→ **WHAT YOU NEED TO DO**:
Count the lines below that contain the word "document", and reply with only that number.

==================================================

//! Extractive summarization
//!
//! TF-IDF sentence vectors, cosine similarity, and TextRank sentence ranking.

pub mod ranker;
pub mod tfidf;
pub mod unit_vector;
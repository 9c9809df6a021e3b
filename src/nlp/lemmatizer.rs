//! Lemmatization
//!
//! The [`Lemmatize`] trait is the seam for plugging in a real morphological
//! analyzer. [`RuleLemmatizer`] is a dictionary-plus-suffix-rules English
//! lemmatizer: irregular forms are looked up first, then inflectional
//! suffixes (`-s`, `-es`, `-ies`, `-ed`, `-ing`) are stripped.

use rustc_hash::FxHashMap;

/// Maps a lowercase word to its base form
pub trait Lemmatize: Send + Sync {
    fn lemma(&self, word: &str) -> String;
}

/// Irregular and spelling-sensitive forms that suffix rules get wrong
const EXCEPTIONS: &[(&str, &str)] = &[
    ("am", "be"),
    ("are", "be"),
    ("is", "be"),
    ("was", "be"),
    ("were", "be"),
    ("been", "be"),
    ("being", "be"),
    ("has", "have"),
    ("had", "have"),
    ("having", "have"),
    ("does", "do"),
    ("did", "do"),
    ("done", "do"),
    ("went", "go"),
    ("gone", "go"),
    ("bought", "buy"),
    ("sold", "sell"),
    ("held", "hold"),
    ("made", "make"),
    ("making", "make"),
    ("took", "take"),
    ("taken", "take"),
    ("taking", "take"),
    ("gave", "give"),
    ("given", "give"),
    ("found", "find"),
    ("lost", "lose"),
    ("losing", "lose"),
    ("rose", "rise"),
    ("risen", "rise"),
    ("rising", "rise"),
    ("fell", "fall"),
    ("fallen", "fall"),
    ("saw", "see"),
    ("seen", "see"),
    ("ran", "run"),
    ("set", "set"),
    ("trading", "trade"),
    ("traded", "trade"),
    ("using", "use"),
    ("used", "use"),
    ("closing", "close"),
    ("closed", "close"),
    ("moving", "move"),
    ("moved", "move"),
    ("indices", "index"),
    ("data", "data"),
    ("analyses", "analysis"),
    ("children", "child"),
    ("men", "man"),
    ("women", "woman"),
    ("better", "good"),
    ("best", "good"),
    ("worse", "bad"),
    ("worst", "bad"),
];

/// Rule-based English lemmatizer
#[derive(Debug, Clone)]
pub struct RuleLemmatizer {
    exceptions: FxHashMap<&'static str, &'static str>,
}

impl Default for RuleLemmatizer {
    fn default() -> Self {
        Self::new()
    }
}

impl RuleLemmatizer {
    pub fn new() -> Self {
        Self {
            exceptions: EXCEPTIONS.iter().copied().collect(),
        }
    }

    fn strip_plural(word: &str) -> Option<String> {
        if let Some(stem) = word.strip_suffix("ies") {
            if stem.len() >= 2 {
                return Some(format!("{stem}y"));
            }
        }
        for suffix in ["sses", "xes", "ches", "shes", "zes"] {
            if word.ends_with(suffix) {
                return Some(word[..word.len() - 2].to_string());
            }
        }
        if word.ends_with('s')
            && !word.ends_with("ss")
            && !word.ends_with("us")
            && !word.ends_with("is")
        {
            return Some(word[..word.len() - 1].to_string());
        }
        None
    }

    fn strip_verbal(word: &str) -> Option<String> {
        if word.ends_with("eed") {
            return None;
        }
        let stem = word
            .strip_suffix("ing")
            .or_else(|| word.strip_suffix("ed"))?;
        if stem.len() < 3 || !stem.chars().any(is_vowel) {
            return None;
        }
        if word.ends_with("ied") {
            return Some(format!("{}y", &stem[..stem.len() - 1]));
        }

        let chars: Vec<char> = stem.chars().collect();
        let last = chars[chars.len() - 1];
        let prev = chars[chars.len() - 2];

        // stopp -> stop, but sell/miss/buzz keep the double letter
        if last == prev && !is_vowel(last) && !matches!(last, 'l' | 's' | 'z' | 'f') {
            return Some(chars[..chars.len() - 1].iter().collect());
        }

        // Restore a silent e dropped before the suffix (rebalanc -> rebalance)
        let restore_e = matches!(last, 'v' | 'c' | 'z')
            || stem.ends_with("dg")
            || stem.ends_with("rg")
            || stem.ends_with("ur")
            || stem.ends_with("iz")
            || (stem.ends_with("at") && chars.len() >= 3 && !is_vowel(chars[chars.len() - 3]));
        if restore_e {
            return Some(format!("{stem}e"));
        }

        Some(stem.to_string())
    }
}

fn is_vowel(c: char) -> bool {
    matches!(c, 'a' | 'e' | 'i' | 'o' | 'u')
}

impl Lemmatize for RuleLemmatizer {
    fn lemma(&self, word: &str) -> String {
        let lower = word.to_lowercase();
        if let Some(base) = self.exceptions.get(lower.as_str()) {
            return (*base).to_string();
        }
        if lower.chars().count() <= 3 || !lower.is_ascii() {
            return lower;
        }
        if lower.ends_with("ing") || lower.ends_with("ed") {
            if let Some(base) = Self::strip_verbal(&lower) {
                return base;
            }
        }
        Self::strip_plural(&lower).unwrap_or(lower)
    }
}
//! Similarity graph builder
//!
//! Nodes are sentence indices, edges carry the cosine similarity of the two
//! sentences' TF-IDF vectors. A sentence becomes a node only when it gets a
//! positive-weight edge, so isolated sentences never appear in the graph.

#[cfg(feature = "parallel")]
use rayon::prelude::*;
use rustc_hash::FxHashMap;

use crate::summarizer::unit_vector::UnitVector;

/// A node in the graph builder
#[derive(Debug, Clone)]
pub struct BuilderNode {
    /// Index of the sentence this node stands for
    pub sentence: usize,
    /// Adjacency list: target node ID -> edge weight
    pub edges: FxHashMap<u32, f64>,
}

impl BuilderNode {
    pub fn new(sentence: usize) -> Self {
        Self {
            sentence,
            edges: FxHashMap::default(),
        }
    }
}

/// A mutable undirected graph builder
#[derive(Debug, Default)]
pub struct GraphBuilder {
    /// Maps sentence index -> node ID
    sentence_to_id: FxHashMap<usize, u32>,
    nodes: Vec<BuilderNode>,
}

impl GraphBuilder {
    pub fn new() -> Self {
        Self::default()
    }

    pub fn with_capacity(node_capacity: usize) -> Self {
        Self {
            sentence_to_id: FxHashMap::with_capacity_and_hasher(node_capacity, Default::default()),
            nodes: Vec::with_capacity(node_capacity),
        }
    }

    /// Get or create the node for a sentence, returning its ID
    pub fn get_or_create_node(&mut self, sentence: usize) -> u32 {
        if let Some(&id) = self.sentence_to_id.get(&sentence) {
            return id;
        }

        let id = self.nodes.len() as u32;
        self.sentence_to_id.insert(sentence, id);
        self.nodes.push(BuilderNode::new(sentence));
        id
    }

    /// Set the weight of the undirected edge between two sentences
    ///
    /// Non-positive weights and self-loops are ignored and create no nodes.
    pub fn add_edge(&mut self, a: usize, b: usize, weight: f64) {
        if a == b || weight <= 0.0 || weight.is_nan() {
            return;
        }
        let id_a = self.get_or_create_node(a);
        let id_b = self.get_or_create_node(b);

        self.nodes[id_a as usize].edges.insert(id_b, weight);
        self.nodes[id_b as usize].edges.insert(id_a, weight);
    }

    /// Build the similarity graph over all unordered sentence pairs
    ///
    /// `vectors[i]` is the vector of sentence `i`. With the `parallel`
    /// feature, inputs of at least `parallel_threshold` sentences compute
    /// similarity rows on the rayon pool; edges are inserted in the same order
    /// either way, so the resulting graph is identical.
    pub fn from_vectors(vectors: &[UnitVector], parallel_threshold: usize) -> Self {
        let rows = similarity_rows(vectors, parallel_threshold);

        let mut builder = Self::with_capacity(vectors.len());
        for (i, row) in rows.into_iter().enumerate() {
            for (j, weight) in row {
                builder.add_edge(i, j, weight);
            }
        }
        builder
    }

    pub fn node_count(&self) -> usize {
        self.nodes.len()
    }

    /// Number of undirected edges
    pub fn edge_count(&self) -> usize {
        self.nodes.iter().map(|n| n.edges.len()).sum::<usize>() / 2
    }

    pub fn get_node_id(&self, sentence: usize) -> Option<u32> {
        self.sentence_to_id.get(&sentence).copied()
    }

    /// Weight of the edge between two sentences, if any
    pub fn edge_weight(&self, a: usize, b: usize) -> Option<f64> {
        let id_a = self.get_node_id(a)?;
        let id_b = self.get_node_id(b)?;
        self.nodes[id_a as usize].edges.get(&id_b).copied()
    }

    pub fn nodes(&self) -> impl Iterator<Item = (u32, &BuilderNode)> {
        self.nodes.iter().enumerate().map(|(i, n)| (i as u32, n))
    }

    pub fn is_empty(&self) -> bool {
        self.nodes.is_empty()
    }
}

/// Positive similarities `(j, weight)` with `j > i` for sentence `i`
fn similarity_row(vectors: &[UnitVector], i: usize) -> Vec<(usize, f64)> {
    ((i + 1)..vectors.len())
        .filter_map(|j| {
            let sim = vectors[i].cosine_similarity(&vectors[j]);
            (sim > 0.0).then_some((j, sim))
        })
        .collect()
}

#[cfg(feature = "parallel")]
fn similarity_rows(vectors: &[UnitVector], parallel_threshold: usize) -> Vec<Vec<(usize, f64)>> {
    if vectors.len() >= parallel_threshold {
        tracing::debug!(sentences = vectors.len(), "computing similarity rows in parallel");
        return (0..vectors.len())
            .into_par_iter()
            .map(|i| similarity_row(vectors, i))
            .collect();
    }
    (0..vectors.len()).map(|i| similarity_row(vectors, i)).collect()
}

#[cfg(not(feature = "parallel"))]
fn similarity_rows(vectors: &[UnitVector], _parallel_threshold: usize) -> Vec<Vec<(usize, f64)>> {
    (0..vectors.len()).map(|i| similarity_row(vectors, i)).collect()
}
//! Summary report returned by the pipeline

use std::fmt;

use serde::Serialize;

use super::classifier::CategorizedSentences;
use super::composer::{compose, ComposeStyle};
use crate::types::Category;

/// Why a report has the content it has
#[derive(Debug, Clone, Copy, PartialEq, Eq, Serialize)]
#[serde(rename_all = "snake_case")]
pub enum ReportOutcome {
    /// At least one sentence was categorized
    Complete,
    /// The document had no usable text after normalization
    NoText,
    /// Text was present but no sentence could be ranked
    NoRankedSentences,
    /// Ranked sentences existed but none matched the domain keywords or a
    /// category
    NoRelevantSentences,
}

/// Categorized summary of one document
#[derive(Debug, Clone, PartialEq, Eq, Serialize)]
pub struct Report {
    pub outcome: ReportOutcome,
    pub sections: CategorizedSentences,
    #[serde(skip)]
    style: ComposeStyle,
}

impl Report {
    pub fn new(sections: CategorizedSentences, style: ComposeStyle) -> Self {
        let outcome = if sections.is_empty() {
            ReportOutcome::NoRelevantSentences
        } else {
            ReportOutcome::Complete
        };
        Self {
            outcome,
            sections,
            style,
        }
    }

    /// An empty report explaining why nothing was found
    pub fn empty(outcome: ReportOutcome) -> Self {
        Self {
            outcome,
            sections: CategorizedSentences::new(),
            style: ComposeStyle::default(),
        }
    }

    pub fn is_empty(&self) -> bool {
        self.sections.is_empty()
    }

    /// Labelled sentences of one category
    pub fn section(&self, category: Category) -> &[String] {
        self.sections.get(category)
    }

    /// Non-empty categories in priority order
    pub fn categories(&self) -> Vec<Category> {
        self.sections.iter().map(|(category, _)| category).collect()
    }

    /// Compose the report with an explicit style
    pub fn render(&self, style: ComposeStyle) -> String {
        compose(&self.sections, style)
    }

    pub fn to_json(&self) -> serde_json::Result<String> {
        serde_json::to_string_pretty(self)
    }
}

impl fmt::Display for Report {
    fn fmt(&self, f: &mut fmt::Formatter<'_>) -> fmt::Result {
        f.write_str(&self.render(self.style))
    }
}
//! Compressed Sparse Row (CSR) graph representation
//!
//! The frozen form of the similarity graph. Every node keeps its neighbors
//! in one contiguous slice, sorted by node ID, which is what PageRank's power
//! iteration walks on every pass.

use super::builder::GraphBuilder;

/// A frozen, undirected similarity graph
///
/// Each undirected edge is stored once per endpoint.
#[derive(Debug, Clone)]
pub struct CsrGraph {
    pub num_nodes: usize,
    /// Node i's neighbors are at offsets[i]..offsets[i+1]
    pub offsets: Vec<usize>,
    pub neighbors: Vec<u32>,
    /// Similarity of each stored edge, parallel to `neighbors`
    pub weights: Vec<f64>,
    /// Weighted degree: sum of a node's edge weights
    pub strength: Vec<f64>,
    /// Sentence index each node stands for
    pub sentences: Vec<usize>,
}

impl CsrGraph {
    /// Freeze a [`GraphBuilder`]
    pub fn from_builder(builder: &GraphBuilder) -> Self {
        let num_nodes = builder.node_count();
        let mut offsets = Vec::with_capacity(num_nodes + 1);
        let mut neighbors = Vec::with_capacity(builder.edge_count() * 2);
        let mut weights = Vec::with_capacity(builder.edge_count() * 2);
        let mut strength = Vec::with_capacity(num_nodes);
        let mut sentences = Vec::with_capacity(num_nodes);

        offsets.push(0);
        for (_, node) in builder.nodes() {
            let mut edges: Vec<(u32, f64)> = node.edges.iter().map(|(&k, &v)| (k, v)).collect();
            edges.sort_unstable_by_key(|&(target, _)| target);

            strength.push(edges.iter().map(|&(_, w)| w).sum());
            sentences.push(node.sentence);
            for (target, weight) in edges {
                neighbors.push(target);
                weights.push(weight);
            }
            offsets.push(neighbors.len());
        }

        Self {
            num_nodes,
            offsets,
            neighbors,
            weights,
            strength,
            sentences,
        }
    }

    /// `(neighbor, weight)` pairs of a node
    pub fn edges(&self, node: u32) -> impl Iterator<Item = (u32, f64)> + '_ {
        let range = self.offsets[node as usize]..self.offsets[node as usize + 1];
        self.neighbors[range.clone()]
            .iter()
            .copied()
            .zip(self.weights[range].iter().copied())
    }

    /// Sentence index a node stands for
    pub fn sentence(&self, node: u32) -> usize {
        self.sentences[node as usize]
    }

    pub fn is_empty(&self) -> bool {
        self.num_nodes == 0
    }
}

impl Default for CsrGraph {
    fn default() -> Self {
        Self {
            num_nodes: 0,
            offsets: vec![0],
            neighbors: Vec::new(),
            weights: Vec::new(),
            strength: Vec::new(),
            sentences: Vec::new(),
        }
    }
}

==================================================

→ **OUTPUT FOR THIS TASK**:
2